How we use engagement-based embeddings to improve search and recommendation on Faire



Original Source Here

How we use engagement-based embeddings to improve search and recommendation on Faire

Introduction

Faire’s wholesale marketplace connects over 600,000 independent retailers with over 85,000 brands around the world. Our Discovery Team is continuously looking to improve the platform experience for our community of global customers — including designing and implementing models and algorithms that help personalize product rankings across the search results page, category navigation, brand page, and recommendation carousels. To learn more, check out past articles from The Craft Blog about Building Faire’s new marketplace ranking infrastructure and Real-time ranking at Faire: the feature store.

While the previous articles focus on the foundations of our ranking infrastructure, in this post we’ll share more about our efforts in embeddings. We’ve seen the broader industry investing heavily in this area over the past decade, where a numerical vector representation of various marketplace entities is learned through machine learning models. At Faire, we also use a broad range of embeddings to help inform Search and Recommendation, quickly surface the most relevant products customers are searching for, or inspire our retailers by suggesting popular brands and products they haven’t tried yet.

In particular, we’ll explain how we learn retailer, product, and brand embeddings, we’ll dive into the training data generation, model architecture, and loss function that delivers the best balance between performance and training time. You’ll also learn more about how we serve the embeddings in production that power various Search and Recommendation surfaces to drive meaningful business impact.

Factorization machine

In the past, we used LightFM to learn retailer, product, and brand embeddings. LightFM is a package that implements a factorization machine method that makes use of both retailer-product/brand interactions as well as side features to generate retailer and product embeddings, whose dot product (plus bias terms) approximates the likelihood of interaction between them.

LightFM served us well in the early days. However, the black-box nature of LightFM makes it hard to evolve model architecture to accommodate the ever-growing size and complexity of Faire’s business needs. As a result, we decided to migrate away from LightFM to PyTorch stack, which gives us further transparency, flexibility, and scalability to accommodate a much larger product catalog and more model architectures to explore with.
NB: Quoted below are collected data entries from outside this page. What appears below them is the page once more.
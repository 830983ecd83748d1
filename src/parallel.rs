//! Parallel processing configuration
//!
//! Configures Rayon's global thread pool used by batch index lookups
//! ([`GridTransformer::par_lon_lat_to_indices`](crate::transform::GridTransformer::par_lon_lat_to_indices)).

use crate::errors::{CmaqGridError, Result};
use rayon::ThreadPoolBuilder;
use tracing::info;

/// Configuration for parallel processing
#[derive(Debug, Clone, Default)]
pub struct ParallelConfig {
    pub num_threads: Option<usize>,
}

impl ParallelConfig {
    /// Create a new parallel configuration
    pub fn new(num_threads: Option<usize>) -> Self {
        Self { num_threads }
    }

    /// Set up the global Rayon thread pool with the specified configuration
    pub fn setup_global_pool(&self) -> Result<()> {
        if let Some(num_threads) = self.num_threads {
            ThreadPoolBuilder::new()
                .num_threads(num_threads)
                .build_global()
                .map_err(|e| {
                    CmaqGridError::ThreadPoolError(format!(
                        "Failed to initialize thread pool with {} threads: {}",
                        num_threads, e
                    ))
                })?;

            info!(threads = num_threads, "configured parallel processing");
        } else {
            info!("using default thread pool configuration");
        }

        Ok(())
    }
}

/// Get information about the current parallel configuration
pub fn get_parallel_info() -> ParallelInfo {
    ParallelInfo {
        current_threads: rayon::current_num_threads(),
        available_cores: num_cpus::get(),
    }
}

/// Information about the parallel processing environment
#[derive(Debug, Clone)]
pub struct ParallelInfo {
    pub current_threads: usize,
    pub available_cores: usize,
}
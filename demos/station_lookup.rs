//! Resolves the Atlanta-area monitoring stations to grid indices of a CMAQ
//! file and prints the O3 value in each station's cell.
//!
//! Usage: `cargo run --example station_lookup -- <path-to-cmaq-file> [variable]`

use cmaq_grid::prelude::*;
use std::env;

/// (name, lon, lat)
const STATIONS: [(&str, f64, f64); 7] = [
    ("STER", -84.46837, 33.83169),
    ("MGE", -84.50322, 33.91965),
    ("SSG", -84.58422, 33.72607),
    ("FTY", -84.52058, 33.77784),
    ("COV", -83.83925, 33.60807),
    ("CVC", -83.83684, 33.62966),
    ("SDK", -84.29018, 33.68808),
];

fn main() -> Result<()> {
    let args: Vec<String> = env::args().collect();
    if args.len() < 2 {
        eprintln!("Usage: {} <path-to-cmaq-file> [variable]", args[0]);
        std::process::exit(1);
    }
    let var_name = args.get(2).map_or("O3", String::as_str);

    let file = CmaqFile::open(&args[1])?;
    let transformer = GridTransformer::new(file.grid_definition()?)?;

    let lons: Vec<f64> = STATIONS.iter().map(|s| s.1).collect();
    let lats: Vec<f64> = STATIONS.iter().map(|s| s.2).collect();
    let (is, js) = transformer.lon_lat_to_indices(&lons, &lats)?;

    // Time mean of a (TSTEP, ROW, COL) field once the single layer is squeezed out
    let field = file.variable(var_name)?;
    let mean = if field.ndim() == 3 {
        field.mean_axis(ndarray::Axis(0))
    } else {
        None
    };

    println!("{:<6} {:>10} {:>10} {:>5} {:>5} {:>10}", "name", "lon", "lat", "i", "j", var_name);
    for ((name, lon, lat), (i, j)) in STATIONS.iter().zip(is.iter().zip(&js)) {
        let value = match (i, j, &mean) {
            (Some(i), Some(j), Some(m)) => format!("{:.3}", m[[*j, *i]]),
            _ => "-".to_string(),
        };
        let show = |v: &Option<usize>| v.map_or_else(|| "NaN".to_string(), |v| v.to_string());
        println!(
            "{:<6} {:>10.5} {:>10.5} {:>5} {:>5} {:>10}",
            name,
            lon,
            lat,
            show(i),
            show(j),
            value
        );
    }

    Ok(())
}
//! Static game-data lookup services.

pub mod skill_db;
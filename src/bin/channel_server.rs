use std::path::PathBuf;
use std::sync::Arc;

use anyhow::{Context, Result};
use sqlx::mysql::MySqlPoolOptions;

use miru::config::ChannelConfig;
use miru::data::skill_db::{SkillRegistry, SkillSource};
use miru::servers::channel::{connect_center, ChannelState};

#[tokio::main]
async fn main() -> Result<()> {
    tracing_subscriber::fmt()
        .with_ansi(std::io::IsTerminal::is_terminal(&std::io::stderr()))
        .init();

    let mut conf_file = "conf/channel.yaml".to_string();

    let args: Vec<String> = std::env::args().collect();
    let mut i = 1;
    while i < args.len() {
        match args[i].as_str() {
            "--help" | "--h" | "--?" | "/?" => {
                println!("Usage: channel_server [--conf FILE]");
                return Ok(());
            }
            "--conf" => {
                if i + 1 < args.len() {
                    i += 1;
                    conf_file = args[i].clone();
                } else {
                    return Err(anyhow::anyhow!("--conf requires a FILE argument"));
                }
            }
            _ => {}
        }
        i += 1;
    }

    let config = ChannelConfig::from_file(&conf_file)?;

    let skills = Arc::new(SkillRegistry::new(build_skill_source(&config).await?));
    match skills.load_all().await {
        Ok(n) => tracing::info!("[skill] preloaded {} definitions", n),
        // lazy per-id loads can still succeed later
        Err(e) => tracing::warn!("[skill] preload failed: {}", e),
    }

    tracing::info!(
        "[channel] [started] world={} channel={}",
        config.world_id,
        config.channel_id
    );

    let port = config.channel_port;
    let state = Arc::new(ChannelState::new(config, skills));

    for peer in &state.config.peers {
        let host = peer.host_bytes()?;
        state.peers.register_peer(peer.channel, host, peer.port, None).await;
    }

    tokio::spawn(connect_center(Arc::clone(&state)));

    state.listen(port).await?;

    tokio::signal::ctrl_c()
        .await
        .context("failed to wait for shutdown signal")?;
    tracing::info!("[channel] [signal] shutting down");
    state.shutdown().await;
    Ok(())
}

async fn build_skill_source(config: &ChannelConfig) -> Result<SkillSource> {
    match config.skill_source.as_str() {
        "mcdb" => {
            let pool = MySqlPoolOptions::new()
                .max_connections(5)
                .connect(&config.sql_url())
                .await
                .with_context(|| {
                    format!(
                        "Cannot connect to MySQL (host={}:{} db={} user={})",
                        config.sql_ip, config.sql_port, config.sql_db, config.sql_id
                    )
                })?;
            Ok(SkillSource::Mcdb(pool))
        }
        _ => Ok(SkillSource::Kvj(PathBuf::from(&config.data_dir))),
    }
}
Below, we’ll explain how Faire built our own PyTorch stack for embedding training, based on historical retailer<>product engagements.

Training data

To learn retailer-product embeddings, we mainly generate training data using our onsite add-to-cart, checkout, and product page visits signal as positive samples in the following tabular data form:

Here, it might seem like we only generated positive labels/signals in our training data. How about negative samples? For that, we could do in-batch shuffling during the training process to generate negative samples on the fly. This has the benefit of significantly simplifying the training data generation process and improving training pipeline running time, as we can do this in-memory (We will explore more sophisticated sampling techniques as next steps).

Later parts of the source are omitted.